Abiotic vs. Biotic

The main difference between abiotic and biotic is that abiotic describes non-living and physical components that affect the ecosystems while biotic describes those living components that affect an ecosystem.

Comparison Chart

Basis Abiotic Biotic
Definition The non-living parts of an ecosystem are called abiotic or non-biotic components. The living parts of an ecosystem are called biotic components
Dependency Abiotic factors don’t rely on biotic factors to survive Biotic factors have to depend on abiotic factors to survive
Measurement The measurement of the abiotic factors is often objective The measurement of the biotic factors is often subjective
Affects Population, individual of a species, ecosystem, community and biosphere Biosphere, community, individual of a species, population, biome
Factors Help determine types and numbers of organisms able to exist in environment Living things that directly/indirectly affect organisms in environment
Attitudes Toward Change Non-ability to adapt to change Ability to adapt to change
Examples Sun. Light, temperature Skin, hair, organism, dead organism

What is Abiotic?

In an ecosystem, abiotic stands for those components that are non-living physical and chemical factors and affect the ecosystems. Abiotic components, for example, temperature, light, and soil can impact an animal species’ capacity to survive. Each species can get by inside a scope of each of these variables. This range is known as the species’ resistance range. Close to the upper and lower points of confinement of the tolerance range, people encounter stress. It will diminish their health and their rate of development and generation.
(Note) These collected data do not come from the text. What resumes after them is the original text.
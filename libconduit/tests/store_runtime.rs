//! Store runtime behaviour: publishing, command execution, delivery order
//! and teardown.

use std::sync::atomic::{AtomicBool, Ordering};
use std::sync::{Arc, Mutex};
use std::time::Duration;

use libconduit::runtime::{Cmd, Store};
use libconduit::ConduitError;

#[derive(Debug)]
enum Msg {
    Set(i32),
    SetLater(i32, Duration),
    Log(&'static str),
    Hang,
}

type Log = Arc<Mutex<Vec<String>>>;

struct DropFlag(Arc<AtomicBool>);

impl Drop for DropFlag {
    fn drop(&mut self) {
        self.0.store(true, Ordering::SeqCst);
    }
}

fn counter_store(log: Log, dropped: Arc<AtomicBool>) -> Store<i32, Msg> {
    Store::new(0, Cmd::none(), move |msg, model: &i32| match msg {
        Msg::Set(n) => (n, Cmd::none()),
        Msg::SetLater(n, delay) => (
            *model,
            Cmd::perform(async move {
                tokio::time::sleep(delay).await;
                Msg::Set(n)
            }),
        ),
        Msg::Log(entry) => {
            let log = Arc::clone(&log);
            (
                *model + 1,
                Cmd::thunk(move || log.lock().unwrap().push(entry.to_string())),
            )
        }
        Msg::Hang => {
            let dropped = Arc::clone(&dropped);
            (
                *model,
                Cmd::perform(async move {
                    let _flag = DropFlag(dropped);
                    futures::future::pending::<()>().await;
                    Msg::Set(-1)
                }),
            )
        }
    })
    .unwrap()
}

fn new_log() -> Log {
    Arc::new(Mutex::new(Vec::new()))
}

#[test]
fn test_store_requires_runtime() {
    let result = Store::<i32, Msg>::new(0, Cmd::none(), |_, model: &i32| (*model, Cmd::none()));
    assert!(matches!(result, Err(ConduitError::Runtime(_))));
}

#[tokio::test]
async fn test_observer_sees_current_then_every_publish() {
    let store = counter_store(new_log(), Arc::new(AtomicBool::new(false)));
    let seen = Arc::new(Mutex::new(Vec::new()));

    let sink = Arc::clone(&seen);
    store.subscribe(move |model| sink.lock().unwrap().push(*model));

    store.send(Msg::Set(3));
    store.send(Msg::Set(7));

    assert_eq!(*seen.lock().unwrap(), vec![0, 3, 7]);
}

#[tokio::test]
async fn test_unsubscribed_observer_stops_receiving() {
    let store = counter_store(new_log(), Arc::new(AtomicBool::new(false)));
    let seen = Arc::new(Mutex::new(Vec::new()));

    let sink = Arc::clone(&seen);
    let id = store.subscribe(move |model| sink.lock().unwrap().push(*model));
    store.send(Msg::Set(1));
    assert!(store.unsubscribe(id));
    store.send(Msg::Set(2));

    assert_eq!(*seen.lock().unwrap(), vec![0, 1]);
}

#[tokio::test]
async fn test_command_runs_after_publish() {
    let log = new_log();
    let store = counter_store(Arc::clone(&log), Arc::new(AtomicBool::new(false)));

    let observer_log = Arc::clone(&log);
    store.subscribe(move |model| observer_log.lock().unwrap().push(format!("publish {}", model)));

    store.send(Msg::Log("thunk"));

    assert_eq!(*log.lock().unwrap(), vec!["publish 0", "publish 1", "thunk"]);
}

#[tokio::test]
async fn test_batch_runs_children_in_order() {
    let order = new_log();
    let recorder = Arc::clone(&order);

    let store: Store<u8, &'static str> = Store::new(0, Cmd::none(), move |msg, model: &u8| {
        let cmds = (1..=3).map(|i| {
            let recorder = Arc::clone(&recorder);
            Cmd::thunk(move || recorder.lock().unwrap().push(format!("{}-{}", msg, i)))
        });
        (*model, Cmd::batch(cmds))
    })
    .unwrap();

    store.send("go");
    assert_eq!(*order.lock().unwrap(), vec!["go-1", "go-2", "go-3"]);
}

#[tokio::test]
async fn test_reentrant_send_from_thunk() {
    let slot: Arc<Mutex<Option<Store<i32, i32>>>> = Arc::new(Mutex::new(None));
    let handle = Arc::clone(&slot);

    let store = Store::new(0, Cmd::none(), move |msg: i32, _model: &i32| {
        if msg < 3 {
            let handle = Arc::clone(&handle);
            let next = msg + 1;
            (
                msg,
                Cmd::thunk(move || {
                    let store = handle.lock().unwrap().clone();
                    if let Some(store) = store {
                        store.send(next);
                    }
                }),
            )
        } else {
            (msg, Cmd::none())
        }
    })
    .unwrap();
    *slot.lock().unwrap() = Some(store.clone());

    let seen = Arc::new(Mutex::new(Vec::new()));
    let sink = Arc::clone(&seen);
    store.subscribe(move |model| sink.lock().unwrap().push(*model));

    store.send(1);
    assert_eq!(store.model(), 3);
    assert_eq!(*seen.lock().unwrap(), vec![0, 1, 2, 3]);

    // Break the cycle so the Store can be torn down
    slot.lock().unwrap().take();
}

#[tokio::test]
async fn test_observer_send_is_published_after_current_model() {
    let store: Store<i32, i32> = Store::new(0, Cmd::none(), |msg, _model: &i32| (msg, Cmd::none())).unwrap();

    let sender = store.clone();
    let forwarding = store.subscribe(move |model| {
        if *model == 1 {
            sender.send(2);
        }
    });

    let seen = Arc::new(Mutex::new(Vec::new()));
    let sink = Arc::clone(&seen);
    store.subscribe(move |model| sink.lock().unwrap().push(*model));

    store.send(1);

    assert_eq!(store.model(), 2);
    assert_eq!(*seen.lock().unwrap(), vec![0, 1, 2]);
    assert_eq!(*store.watch().borrow(), 2);

    // The forwarding observer holds a clone of the Store
    store.unsubscribe(forwarding);
}

#[tokio::test(flavor = "multi_thread", worker_threads = 4)]
async fn test_concurrent_sends_publish_in_apply_order() {
    let store: Store<u32, u32> =
        Store::new(0, Cmd::none(), |msg, model: &u32| (model + msg, Cmd::none())).unwrap();

    let seen = Arc::new(Mutex::new(Vec::new()));
    let sink = Arc::clone(&seen);
    store.subscribe(move |model| sink.lock().unwrap().push(*model));

    let senders: Vec<_> = (0..4)
        .map(|_| {
            let store = store.clone();
            tokio::spawn(async move {
                for _ in 0..50 {
                    store.send(1);
                }
            })
        })
        .collect();
    for sender in senders {
        sender.await.unwrap();
    }

    let seen = seen.lock().unwrap().clone();
    assert_eq!(seen, (0..=200).collect::<Vec<u32>>());
    assert_eq!(store.model(), 200);
}

#[tokio::test]
async fn test_settled_waits_for_delivered_message() {
    let store = counter_store(new_log(), Arc::new(AtomicBool::new(false)));

    store.send(Msg::SetLater(4, Duration::from_millis(20)));
    assert_eq!(store.pending_tasks(), 1);

    tokio::time::timeout(Duration::from_secs(2), store.settled())
        .await
        .expect("store never settled");
    assert_eq!(store.model(), 4);
    assert_eq!(store.pending_tasks(), 0);
}

#[tokio::test]
async fn test_settled_with_nothing_in_flight() {
    let store = counter_store(new_log(), Arc::new(AtomicBool::new(false)));

    tokio::time::timeout(Duration::from_secs(2), store.settled())
        .await
        .expect("idle store did not settle");
}

#[tokio::test]
async fn test_initial_command_is_executed() {
    let store: Store<i32, i32> = Store::new(
        0,
        Cmd::perform(async { 42 }),
        |msg, _model: &i32| (msg, Cmd::none()),
    )
    .unwrap();

    let mut rx = store.watch();
    let value = tokio::time::timeout(Duration::from_secs(2), rx.wait_for(|m| *m == 42))
        .await
        .expect("initial command never delivered")
        .map(|v| *v)
        .unwrap();
    assert_eq!(value, 42);
}

#[tokio::test]
async fn test_async_results_are_delivered() {
    let store = counter_store(new_log(), Arc::new(AtomicBool::new(false)));
    let mut rx = store.watch();

    store.send(Msg::SetLater(9, Duration::from_millis(5)));
    assert_eq!(store.model(), 0);

    tokio::time::timeout(Duration::from_secs(2), rx.wait_for(|m| *m == 9))
        .await
        .expect("task result never delivered")
        .unwrap();
    assert_eq!(store.model(), 9);
}

#[tokio::test]
async fn test_dropping_store_aborts_outstanding_tasks() {
    let dropped = Arc::new(AtomicBool::new(false));
    let store = counter_store(new_log(), Arc::clone(&dropped));

    store.send(Msg::Hang);
    assert_eq!(store.pending_tasks(), 1);
    assert!(!dropped.load(Ordering::SeqCst));

    drop(store);

    for _ in 0..100 {
        if dropped.load(Ordering::SeqCst) {
            break;
        }
        tokio::time::sleep(Duration::from_millis(10)).await;
    }
    assert!(dropped.load(Ordering::SeqCst), "hung task was not aborted");
}

#[tokio::test]
async fn test_clones_share_one_model() {
    let store = counter_store(new_log(), Arc::new(AtomicBool::new(false)));
    let other = store.clone();

    other.send(Msg::Set(5));
    assert_eq!(store.model(), 5);
}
Inside an animal species’ resistance range is an ideal range, inside which the species is best adjusted. Th e biggest and most beneficial populaces of an animal type will happen when conditions are within the typical range. Every species has a resilience run for each abiotic calculate. The key abiotic figures oceanic biological systems are the salt focus and the accessibility of daylight, oxygen, and supplements. Light is abundant in the clear shallow water yet quickly diminishes with expanding profundity. Oxygen fixation is most prominent close to the water’s surface since this is the place oxygen enters from the air and where most photosynthesis happens.

What is Biotic?

In biology and ecology, biotic refers to the living or once living components of a community or ecosystem. The commons examples of biotic are organisms such as animals and plants. Widely biotic may refer to various other aspects as well such as life, biology, biotic material, biotic potential and biotic energy. Generally, in an ecosystem, biotic factors determine the species’ success as compared to the abiotic factors that determine where a specific species can live.

There are many others key biotic factors that are involved in the interactions between individuals. Individuals are often in competition with members of their species and with other species. The biotic factors then compete with other resources such as light, food, space and mates. The key types and examples of species interactions in biotic factors are competition, predation, mutualism, parasitism, and commensalism. Biotic factors are capable of reproduction. Biotic factors largely depend on abiotic factors for their existence.

Key Differences between Abiotic and Biotic

  1. Abiotic factors often determine which species survive in a particular environment. In biotic factors, all organisms depend on others directly or directly for food, shelter, reproduction or protection.
  2. Abiotic factors determine where a particular species can live, whereas biotic factors often determine the species’ success.
  3. In abiotic, limiting factors in determining the upper limit on the size of a population is access to water while it is the availability of food in case of biotic factors.
  4. Abiotic factors are also called as environmental factors and include water, climate, and temperature. Biotic factors are subdivided as producers, consumers, and decomposers.
  5. The adverse effects have drastically affected the biotic components more as compared to the abiotic components.
  6. Abiotic sources are a non-renewable resource of energy while biotic resources are a renewable resource of energy.
  7. The examples of abiotic resources are plants and animals. The examples of biotic resources are soil, rocks, and minerals.
  8. Abiotic factors don’t rely on biotic factors to survive. While biotic factors have to rely on abiotic factors to survive.
  9. Biotic resources are living resources while abiotic resources are non-living resources.
  10. Examples of abiotic factors are light intensity, soil moisture level, soil pH and temperature. Examples of abiotic factors are a competition of environmental resources, parasitism, grazing, and predation.
  11. Abiotic factors measurement is more objective than biotic and less subjective as compared to the biotic factors.